Ngozi Okonjo Iweala, Finance Minister
The anticipated decline in the price of crude oil this year may have a negative effect on the amount of goods and services consumed in the country, a report has shown.
The Renaissance Capital Limited (RenCap), a Lagos-based financial advisory firm, made this prediction in a report titled: “Sub-Saharan Africa: Weaker Commodity Prices -Implications for Consumption,” obtained by THISDAY.
Oil price had been estimated to fall by about four per cent this year and to be broadly flat in 2014, according to Bloomberg’s consensus forecasts for Brent crude.
The report showed there was a strong correlation between oil price and Nigeria’s terms of trade index.
It further declared Nigeria’s terms of trade index (ratio between export and import unit value indices) was highly correlated with the price of African Bonny Light crude oil, one of the main types of oil produced in Nigeria.
“This is unsurprising to us, given that oil makes up over 95 per cent of the country’s exports. So a fall (an increase) in the price of Nigeria’s exports, which is synonymous with the oil price, relative to the price of imports, implies a decline (an improvement) in the country’s terms of trade index.
“This implies a seven to eight per cent decrease in Nigeria’s terms of trade in 2013, and a less than one per cent decrease in 2014, by our estimates,” it added.
According to RenCap, Nigeria’s worsening terms of trade index in 2013 implied a decline in the volume or quantity of imported goods that the country would be able to acquire.
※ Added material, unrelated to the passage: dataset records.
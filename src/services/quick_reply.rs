//! Quick replies: saved message snippets an attendant inserts by typing
//! `/<key>` in the composer.
//!
//! Keys are ASCII alphanumeric and unique across the book. Lookups by key
//! are exact (case-sensitive).

use serde::Serialize;
use tracing::info;

use crate::error::ErrorCode;
use crate::services::ids::IdGenerator;

#[derive(Debug, Clone, PartialEq, Eq, Serialize)]
pub struct QuickReply {
    pub id: String,
    pub key: String,
    pub message: String,
}

#[derive(Debug, Clone, PartialEq, Eq, thiserror::Error)]
pub enum QuickReplyError {
    #[error("key must not be empty")]
    EmptyKey,
    #[error("key must contain only letters and digits: {0}")]
    InvalidKey(String),
    #[error("key already in use: {0}")]
    DuplicateKey(String),
    #[error("message must not be empty")]
    EmptyMessage,
    #[error("quick reply not found: {0}")]
    NotFound(String),
}

impl ErrorCode for QuickReplyError {
    fn error_code(&self) -> &'static str {
        match self {
            Self::EmptyKey => "E_EMPTY_KEY",
            Self::InvalidKey(_) => "E_INVALID_KEY",
            Self::DuplicateKey(_) => "E_DUPLICATE_KEY",
            Self::EmptyMessage => "E_EMPTY_MESSAGE",
            Self::NotFound(_) => "E_QUICK_REPLY_NOT_FOUND",
        }
    }
}

#[derive(Debug, Default)]
pub struct QuickReplyBook {
    ids: IdGenerator,
    replies: Vec<QuickReply>,
}

impl QuickReplyBook {
    #[must_use]
    pub fn new() -> Self {
        Self::default()
    }

    #[must_use]
    pub fn list(&self) -> &[QuickReply] {
        &self.replies
    }

    #[must_use]
    pub fn find_by_key(&self, key: &str) -> Option<&QuickReply> {
        self.replies.iter().find(|r| r.key == key)
    }

    /// Save a new snippet.
    ///
    /// # Errors
    ///
    /// Any validation failure on `key` or `message`.
    pub fn add(&mut self, key: &str, message: &str) -> Result<QuickReply, QuickReplyError> {
        let (key, message) = self.validate(None, key, message)?;
        let reply = QuickReply { id: self.ids.next("msg"), key, message };
        self.replies.push(reply.clone());
        info!(id = %reply.id, key = %reply.key, "quick reply added");
        Ok(reply)
    }

    /// Replace key and message of an existing snippet.
    ///
    /// # Errors
    ///
    /// `NotFound` for an unknown id, otherwise any validation failure. The
    /// snippet may keep its own key.
    pub fn update(&mut self, id: &str, key: &str, message: &str) -> Result<QuickReply, QuickReplyError> {
        let pos = self.position(id)?;
        let (key, message) = self.validate(Some(id), key, message)?;
        let reply = &mut self.replies[pos];
        reply.key = key;
        reply.message = message;
        Ok(reply.clone())
    }

    /// # Errors
    ///
    /// `NotFound` for an unknown id.
    pub fn delete(&mut self, id: &str) -> Result<QuickReply, QuickReplyError> {
        let pos = self.position(id)?;
        Ok(self.replies.remove(pos))
    }

    fn position(&self, id: &str) -> Result<usize, QuickReplyError> {
        self.replies
            .iter()
            .position(|r| r.id == id)
            .ok_or_else(|| QuickReplyError::NotFound(id.to_owned()))
    }

    fn validate(&self, editing: Option<&str>, key: &str, message: &str) -> Result<(String, String), QuickReplyError> {
        if key.is_empty() {
            return Err(QuickReplyError::EmptyKey);
        }
        if !key.chars().all(|c| c.is_ascii_alphanumeric()) {
            return Err(QuickReplyError::InvalidKey(key.to_owned()));
        }
        if self
            .replies
            .iter()
            .any(|r| r.key == key && Some(r.id.as_str()) != editing)
        {
            return Err(QuickReplyError::DuplicateKey(key.to_owned()));
        }
        if message.trim().is_empty() {
            return Err(QuickReplyError::EmptyMessage);
        }
        Ok((key.to_owned(), message.to_owned()))
    }
}

#[cfg(test)]
mod tests {
    use super::*;

    #[test]
    fn add_and_find_by_key() {
        let mut book = QuickReplyBook::new();
        let reply = book.add("ola", "Olá! Como posso ajudar?").unwrap();
        assert!(reply.id.starts_with("msg-"));
        assert_eq!(book.find_by_key("ola"), Some(&reply));
        assert!(book.find_by_key("OLA").is_none());
        assert_eq!(book.list().len(), 1);
    }

    #[test]
    fn add_rejects_bad_keys() {
        let mut book = QuickReplyBook::new();
        assert_eq!(book.add("", "x").unwrap_err(), QuickReplyError::EmptyKey);
        assert_eq!(book.add("bom dia", "x").unwrap_err(), QuickReplyError::InvalidKey("bom dia".into()));
        assert_eq!(book.add("preço", "x").unwrap_err(), QuickReplyError::InvalidKey("preço".into()));
        assert!(book.list().is_empty());
    }

    #[test]
    fn surrounding_whitespace_makes_key_invalid() {
        let mut book = QuickReplyBook::new();
        assert_eq!(book.add(" ola", "x").unwrap_err(), QuickReplyError::InvalidKey(" ola".into()));
        assert_eq!(book.add("ola ", "x").unwrap_err(), QuickReplyError::InvalidKey("ola ".into()));
        assert_eq!(book.add("  ", "x").unwrap_err(), QuickReplyError::InvalidKey("  ".into()));

        let reply = book.add("ola", "Olá!").unwrap();
        assert_eq!(book.update(&reply.id, "ola\n", "Olá!").unwrap_err(), QuickReplyError::InvalidKey("ola\n".into()));
        assert_eq!(book.find_by_key("ola"), Some(&reply));
    }

    #[test]
    fn add_rejects_duplicate_key_and_empty_message() {
        let mut book = QuickReplyBook::new();
        book.add("ola", "Olá!").unwrap();
        assert_eq!(book.add("ola", "Oi").unwrap_err(), QuickReplyError::DuplicateKey("ola".into()));
        assert_eq!(book.add("tchau", "   ").unwrap_err(), QuickReplyError::EmptyMessage);
        assert_eq!(QuickReplyError::EmptyMessage.error_code(), "E_EMPTY_MESSAGE");
    }

    #[test]
    fn update_may_keep_own_key_but_not_take_another() {
        let mut book = QuickReplyBook::new();
        let ola = book.add("ola", "Olá!").unwrap();
        book.add("tchau", "Até logo!").unwrap();

        let updated = book.update(&ola.id, "ola", "Olá, tudo bem?").unwrap();
        assert_eq!(updated.message, "Olá, tudo bem?");
        assert_eq!(book.update(&ola.id, "tchau", "x").unwrap_err(), QuickReplyError::DuplicateKey("tchau".into()));
        assert_eq!(book.update("msg-0", "x", "y").unwrap_err(), QuickReplyError::NotFound("msg-0".into()));
    }

    #[test]
    fn delete_removes_entry() {
        let mut book = QuickReplyBook::new();
        let reply = book.add("ola", "Olá!").unwrap();
        assert_eq!(book.delete(&reply.id).unwrap(), reply);
        assert!(book.list().is_empty());
        assert!(book.delete(&reply.id).is_err());
    }
}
It stressed that as imports are significant component of domestic consumption, particularly in African countries with current account surpluses such as like Nigeria, a decline in imports often translated into a slowdown in consumption.
It added: “Growth estimates from our GDP per capita econometric model confirm a slowdown in 2013 on the back of a decline in Nigeria’s terms of trade.
“In particular, per capita GDP growth is projected to slow to 3.4 per cent in 2013 (versus 4.1 per cent in 2012), according to estimates from our model, and thereafter recover to four per cent in 2014.
“One of the shortcomings of our model is that it assumes that the price of Nigeria’s imports will remain unchanged.”
Machinery and transport equipment make up about 40 per cent of Nigeria’s total imports while petroleum products and food products each account for 13 per cent, according to the United Nations Conference on Trade and Development (UNCTAD).